The setup: Single driver speakers -- the Fostex's I had at GPAF -- 8' apart, 3' from the back wall. Room open on the left, glass wall (windows) 3' to the right. Normal listening position 11' back. Normal toe-in has the cross 9' from the speakers.
With the 45° cross and at my normal distance, the sound stage is diffuse with little or no imaging. At 6', everything comes together. Wide, deep sound stage and very good imaging. The sweet spot is head-lock small. Moving in farther, the sound stage keeps expanding to the speaker width, but imaging becomes exaggerated left-right.
Back to my normal setup. I don't have any 5.1 or better audio and my surrounds are OK for movies, but too far apart for music. All of my listening is in stereo or 2.1 -- I have a sub crossed to the Fostex pipes at 40 Hz. Nice deep sound stage with a sweet spot about 2' wide aimed at the middle of a love seat. Both seats get decent imaging, but the imaging is very good in the sweet spot. The right speaker "disappears", but the left one always seems to draw a bit of attention. Most orchestral music seems to be left channel heavy, since thats where the bulk of the violins are. Small ensemble music seems to spread across the sound stage correctly. Of course, imaging is exactly what the recording engineer wants it to be -- a problem I have with the whole imaging fetish.

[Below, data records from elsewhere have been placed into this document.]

use leptos::*;

use crate::domain::analysis::{FEAR_GREED, MARKET_STATS, TOP_CRYPTOS, TOP_MOVERS};

use super::format::{format_change, format_percent, format_price, trend_class};

#[component]
pub fn MarketOverview() -> impl IntoView {
    view! {
        <div class="analysis">
            <div class="metric-grid">
                {MARKET_STATS
                    .iter()
                    .map(|stat| {
                        view! {
                            <div class="panel metric">
                                <div class="muted">{stat.label}</div>
                                <div class="metric-value">{stat.value}</div>
                                <div class=trend_class(stat.change)>{format_percent(stat.change)}</div>
                            </div>
                        }
                    })
                    .collect_view()}
            </div>

            <section class="panel overview-grid">
                <div class="fear-greed">
                    <h3>"Fear & Greed Index"</h3>
                    <div class="gauge">
                        <div class="gauge-fill" style:width=format!("{}%", FEAR_GREED.score)></div>
                    </div>
                    <div class="metric-value">{FEAR_GREED.score} " " {FEAR_GREED.label}</div>
                    <p class="muted small">{FEAR_GREED.description}</p>
                </div>

                <div class="overview-cards">
                    <div class="overview-card volatility">
                        <div>"⚡ Volatility"</div>
                        <div class="metric-value">"Medium"</div>
                        <div class="small">"Crypto VIX: 45.2"</div>
                    </div>
                    <div class="overview-card trend">
                        <div>"🌐 Global trend"</div>
                        <div class="metric-value">"Bullish"</div>
                        <div class="small">"7 day trend: +12.5%"</div>
                    </div>
                </div>

                <div class="movers">
                    <h4>"Top movers"</h4>
                    {TOP_MOVERS
                        .iter()
                        .map(|mover| {
                            view! {
                                <div class="level-row">
                                    <span>{mover.ticker}</span>
                                    <span class=trend_class(mover.change)>{format_percent(mover.change)}</span>
                                </div>
                            }
                        })
                        .collect_view()}
                </div>
            </section>

            <section class="panel">
                <h3>"Top 5 cryptocurrencies"</h3>
                <table class="crypto-table">
                    <thead>
                        <tr>
                            <th>"#"</th>
                            <th>"Name"</th>
                            <th>"Price"</th>
                            <th>"24h"</th>
                            <th>"Volume"</th>
                            <th>"Market Cap"</th>
                        </tr>
                    </thead>
                    <tbody>
                        {TOP_CRYPTOS
                            .iter()
                            .enumerate()
                            .map(|(rank, quote)| {
                                view! {
                                    <tr>
                                        <td>{rank + 1}</td>
                                        <td>
                                            <strong>{quote.name}</strong>
                                            " "
                                            <span class="muted">{quote.ticker}</span>
                                        </td>
                                        <td>{format!("${}", format_price(quote.price))}</td>
                                        <td class=trend_class(quote.change)>
                                            {format_change(quote.change)} " (" {format_percent(quote.change_percent)} ")"
                                        </td>
                                        <td>{quote.volume}</td>
                                        <td>{quote.market_cap}</td>
                                    </tr>
                                }
                            })
                            .collect_view()}
                    </tbody>
                </table>
            </section>
        </div>
    }
}
use crate::domain::chart::{ChartDimensions, ChartSeries};

/// Pixel geometry for one frame, computed once and shared by every draw call.
#[derive(Debug, Clone, PartialEq)]
pub struct ChartLayout {
    pub padding: f64,
    pub axis_width: f64,
    pub plot_width: f64,
    pub price_height: f64,
    pub volume_top: f64,
    pub volume_height: f64,
    pub min_price: f64,
    pub max_price: f64,
    pub max_volume: f64,
    pub slot_width: f64,
}

const PADDING: f64 = 12.0;
const AXIS_WIDTH: f64 = 72.0;
const TIME_AXIS_HEIGHT: f64 = 22.0;
const VOLUME_SHARE: f64 = 0.2;
const PRICE_MARGIN: f64 = 0.05;
const BODY_RATIO: f64 = 0.7;

impl ChartLayout {
    /// `None` for an empty series or a surface too small to draw on.
    pub fn compute(dims: ChartDimensions, series: &ChartSeries) -> Option<Self> {
        let (low, high) = series.price_range()?;
        let plot_width = dims.width as f64 - PADDING * 2.0 - AXIS_WIDTH;
        let plot_height = dims.height as f64 - PADDING * 2.0 - TIME_AXIS_HEIGHT;
        if plot_width <= 0.0 || plot_height <= 0.0 {
            return None;
        }

        let volume_height = plot_height * VOLUME_SHARE;
        let price_height = plot_height - volume_height;
        let span = (high - low).max(f64::EPSILON);
        let margin = span * PRICE_MARGIN;

        Some(Self {
            padding: PADDING,
            axis_width: AXIS_WIDTH,
            plot_width,
            price_height,
            volume_top: PADDING + price_height,
            volume_height,
            min_price: low - margin,
            max_price: high + margin,
            max_volume: series.max_volume(),
            slot_width: plot_width / series.len() as f64,
        })
    }

    pub fn x_center(&self, index: usize) -> f64 {
        self.padding + (index as f64 + 0.5) * self.slot_width
    }

    pub fn body_width(&self) -> f64 {
        (self.slot_width * BODY_RATIO).max(1.0)
    }

    /// Screen y for a price; y grows downwards.
    pub fn price_y(&self, price: f64) -> f64 {
        let ratio = (self.max_price - price) / (self.max_price - self.min_price);
        self.padding + ratio * self.price_height
    }

    /// `(top, height)` of the volume bar for `volume`.
    pub fn volume_bar(&self, volume: f64) -> (f64, f64) {
        if self.max_volume <= 0.0 {
            return (self.volume_top + self.volume_height, 0.0);
        }
        let height = (volume / self.max_volume).clamp(0.0, 1.0) * self.volume_height;
        (self.volume_top + self.volume_height - height, height)
    }

    pub fn plot_right(&self) -> f64 {
        self.padding + self.plot_width
    }

    pub fn plot_bottom(&self) -> f64 {
        self.volume_top + self.volume_height
    }

    /// Evenly spaced price levels for grid lines and axis labels, top first.
    pub fn price_ticks(&self, count: usize) -> Vec<f64> {
        if count < 2 {
            return vec![self.max_price];
        }
        let step = (self.max_price - self.min_price) / (count - 1) as f64;
        (0..count).map(|i| self.max_price - step * i as f64).collect()
    }
}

As I said, I listen in stereo almost exclusively. The room is a bit dry, but as long as there is decent ambiance on the recording itself, the presentation is acceptable. When guests come over who don't know or care about imaging and sound stage, I play Alison Kraus, Diana Krall or the like through the Pro Logic function of my HT receiver and run the receiver in 5.1. Now the music comes from everywhere and is diffuse, warm and fuzzy. That's what the great unwashed wants to hear. God save Dr. Bose.